Dans ce but, les grands services publics, les grandes entreprises, les branches le plus centralisées de la production seront gérées par l’État contre le peuple. Le grand capital (les grands domaines agricoles, les mines, les assurances, les banques, la métallurgie, et quelques autres branches fortement concentrées de l’économie) sont délaissées et pris en otage légalité irresponsable. Normalement, l’État n’en est que le mandataire, contrôlé par le peuple … lorsqu’il est organisé pour cela. Ici, l’État est contre le peuple, pour des individus, les multinationales, ami des ceux qui pillent, massacres, violent et humilient.

04 janvier 2020, l’anniversaire qui sonne comme un appel

Le voilà donc cet anniversaire ! Nous sommes toujours bernés, roulés, meurtris. Il doit y avoir une raison, nous l’avons montrée. Le constat fait, comme en 1959, encore une fois, jeunes, soyons impassibles devant notre devoir.
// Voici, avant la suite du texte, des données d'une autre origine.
//! CSV reading into Polars DataFrames.

use std::fs::File;
use std::io::{BufRead, BufReader};
use std::path::Path;

use polars::prelude::{CsvReadOptions, DataFrame, SerReader};
use tracing::debug;

use crate::error::{IngestError, Result};

fn open(path: &Path) -> Result<File> {
    File::open(path).map_err(|e| {
        if e.kind() == std::io::ErrorKind::NotFound {
            IngestError::FileNotFound {
                path: path.to_path_buf(),
            }
        } else {
            IngestError::FileRead {
                path: path.to_path_buf(),
                source: e,
            }
        }
    })
}

/// Returns true when the file has at least one non-blank line.
fn has_header_line(path: &Path) -> Result<bool> {
    let reader = BufReader::new(open(path)?);
    for line in reader.lines() {
        let line = line.map_err(|e| IngestError::FileRead {
            path: path.to_path_buf(),
            source: e,
        })?;
        let cleaned = line.strip_prefix('\u{feff}').unwrap_or(&line);
        if !cleaned.trim().is_empty() {
            return Ok(true);
        }
    }
    Ok(false)
}

fn normalize_header(raw: &str) -> String {
    raw.trim().trim_matches('\u{feff}').to_string()
}

/// Reads a CSV file into a DataFrame with every column typed as text.
///
/// Clinical exports mix `NA`, `.` and blanks into numeric columns, so type
/// inference is disabled and conversion is left to the consumer. Header
/// names are trimmed and stripped of a byte-order mark.
pub fn read_csv_table(path: &Path) -> Result<DataFrame> {
    if !has_header_line(path)? {
        return Err(IngestError::EmptyCsv {
            path: path.to_path_buf(),
        });
    }

    let mut df = CsvReadOptions::default()
        .with_has_header(true)
        .with_infer_schema_length(Some(0))
        .try_into_reader_with_file_path(Some(path.to_path_buf()))
        .map_err(|e| IngestError::CsvParse {
            path: path.to_path_buf(),
            message: e.to_string(),
        })?
        .finish()
        .map_err(|e| IngestError::CsvParse {
            path: path.to_path_buf(),
            message: e.to_string(),
        })?;

    let names: Vec<String> = df
        .get_column_names()
        .iter()
        .map(|name| name.to_string())
        .collect();
    for name in names {
        let normalized = normalize_header(&name);
        if normalized != name {
            df.rename(&name, normalized.as_str().into())?;
        }
    }

    debug!(
        path = %path.display(),
        rows = df.height(),
        columns = df.width(),
        "loaded csv table"
    );
    Ok(df)
}

#[cfg(test)]
mod tests {
    use std::io::Write;

    use tempfile::NamedTempFile;

    use super::*;

    fn create_temp_csv(content: &str) -> NamedTempFile {
        let mut file = NamedTempFile::new().unwrap();
        write!(file, "{}", content).unwrap();
        file
    }

    #[test]
    fn test_read_csv_table_reads_text_columns() {
        let file = create_temp_csv("USUBJID,VSSEQ,VSSTRESN\n01-701-1015,1,NA\n01-701-1015,2,120\n");
        let df = read_csv_table(file.path()).unwrap();

        assert_eq!(df.height(), 2);
        assert_eq!(df.width(), 3);
        let seq = df.column("VSSEQ").unwrap();
        assert_eq!(seq.dtype(), &polars::prelude::DataType::String);
    }

    #[test]
    fn test_read_csv_table_trims_headers() {
        let file = create_temp_csv("\u{feff}USUBJID , AETERM\n01-701-1015,HEADACHE\n");
        let df = read_csv_table(file.path()).unwrap();

        let names: Vec<String> = df
            .get_column_names()
            .iter()
            .map(|name| name.to_string())
            .collect();
        assert_eq!(names, vec!["USUBJID", "AETERM"]);
    }

    #[test]
    fn test_read_csv_table_empty_file() {
        let file = create_temp_csv("\n  \n");
        let result = read_csv_table(file.path());

        assert!(matches!(result, Err(IngestError::EmptyCsv { .. })));
    }

    #[test]
    fn test_read_csv_table_missing_file() {
        let result = read_csv_table(Path::new("/nonexistent/dm.csv"));

        assert!(matches!(result, Err(IngestError::FileNotFound { .. })));
    }
}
Mais alors, quel est le remède, où est le chemin? Pour nous, le remède est simple, le chemin est trouvé: Le remède, c’est la Vérité. Le chemin, c’est celui où passera quiconque aura écrit: Révolution Aujourd’hui et cette fois pour toujours sur son drapeau. Révolution Totale! Oui, il faut que le 04 avril 1958 se réfugie dans la citadelle populaire! Et puisque ce n’est pas tout d’être révolté, pas assez d’être engagé, puisqu’il il faut aujourd’hui nous organiser, alors assurons à l’avenir du pays un issu en écrivant un nouveau roman national.

Nous qui sommes le sang même de la patrie, et de qui la patrie attend tout, nous devons aider notre pays à se relever de ce nouveau lit de mitraille où l’ont étendu, à demi-morte, ces traitres de la République qui reviennent un à en en pré-campagne électoral pour mentir, et se présenter en innocents. Si nous avons eu l’ignorante lâcheté de laisser tuer la patrie avant, ayons au moins, la pudeur de nous battre nous la ressusciter. Une nouvelle classe politique, rien qu’une nouvelle classe. Et dehors tous ces parvenus, vigilance un jour, vigilance toujours, sentinelle vaillante !

L’heure, en effet, devient de plus en plus trouble dans notre pays. Il y a dans l’air, au-dessus de nos têtes, des frémissements sinistres, et chaque jour nous ramène le défi sanglant jeté aux foules. Car il est effectivement plus que temps pour que les médiocres dégagent, il est temps de nous organiser pour sortir de la République fossile où nous sommes enfouis, sans remplacer nos médiocres dirigeants par d’autres médiocres à coffre-forts. Et la révolution à faire, ce n’est pas dans le massacre, l’éclosion d’une dictature de parti, de classe ou de coterie. C’est l’organisation d’un politique de liberté, fraternité et de Justice, d’un système économique assurant à l’homme le maximum de bien-être permis par le progrès technique, libérant la nation de la dictature occulte de l’argent et des étrangers, et faisant travailler tout le peuple non plus pour produire des dividendes, mais pour satisfaire les besoins et les aspirations de la société, pour le rêve congolais.

Disons-le franchement: cette révolution ne se fera pas en un jour, par un coup de baguette magique. C’est une œuvre de longue haleine, de la discipline. La IVe République doit sortir des entrailles du pays, et ne peut être instauré que par la volonté populaire, par la révolution. Il faut donc que dès maintenant tous ceux qui pensent comme nous recrutent des adeptes, jettent à tous les vents d’idées du socialisme libérateur, l’imposent à l’esprit du plus grand nombre. Après cela, il appartiendra alors à l’assemblée nationale transitoire de définir le statut juridique qui régira la nouvelle constitution.

Nous devons nous battre pour elles dans les urnes par un renouvellement total de la classe politique, nous nous devons nous battre pour elles dans la rue en exigeants une vie différente, nous devons nous battre pour elles dans nos universités, sur les réseaux sociaux, et partout où réunit à deux ou plus, notre voix comptera. Et cette révolution ne peut être ni le fait de ceux qui ont montré leur mépris pour l’infortune et la misère du peuple en édifiant leurs fortunes sur le désordre social et national, et moins encore le fait d’idéologies destructrices et conquérantes qui asservissent le peuple en une régression physique et morale.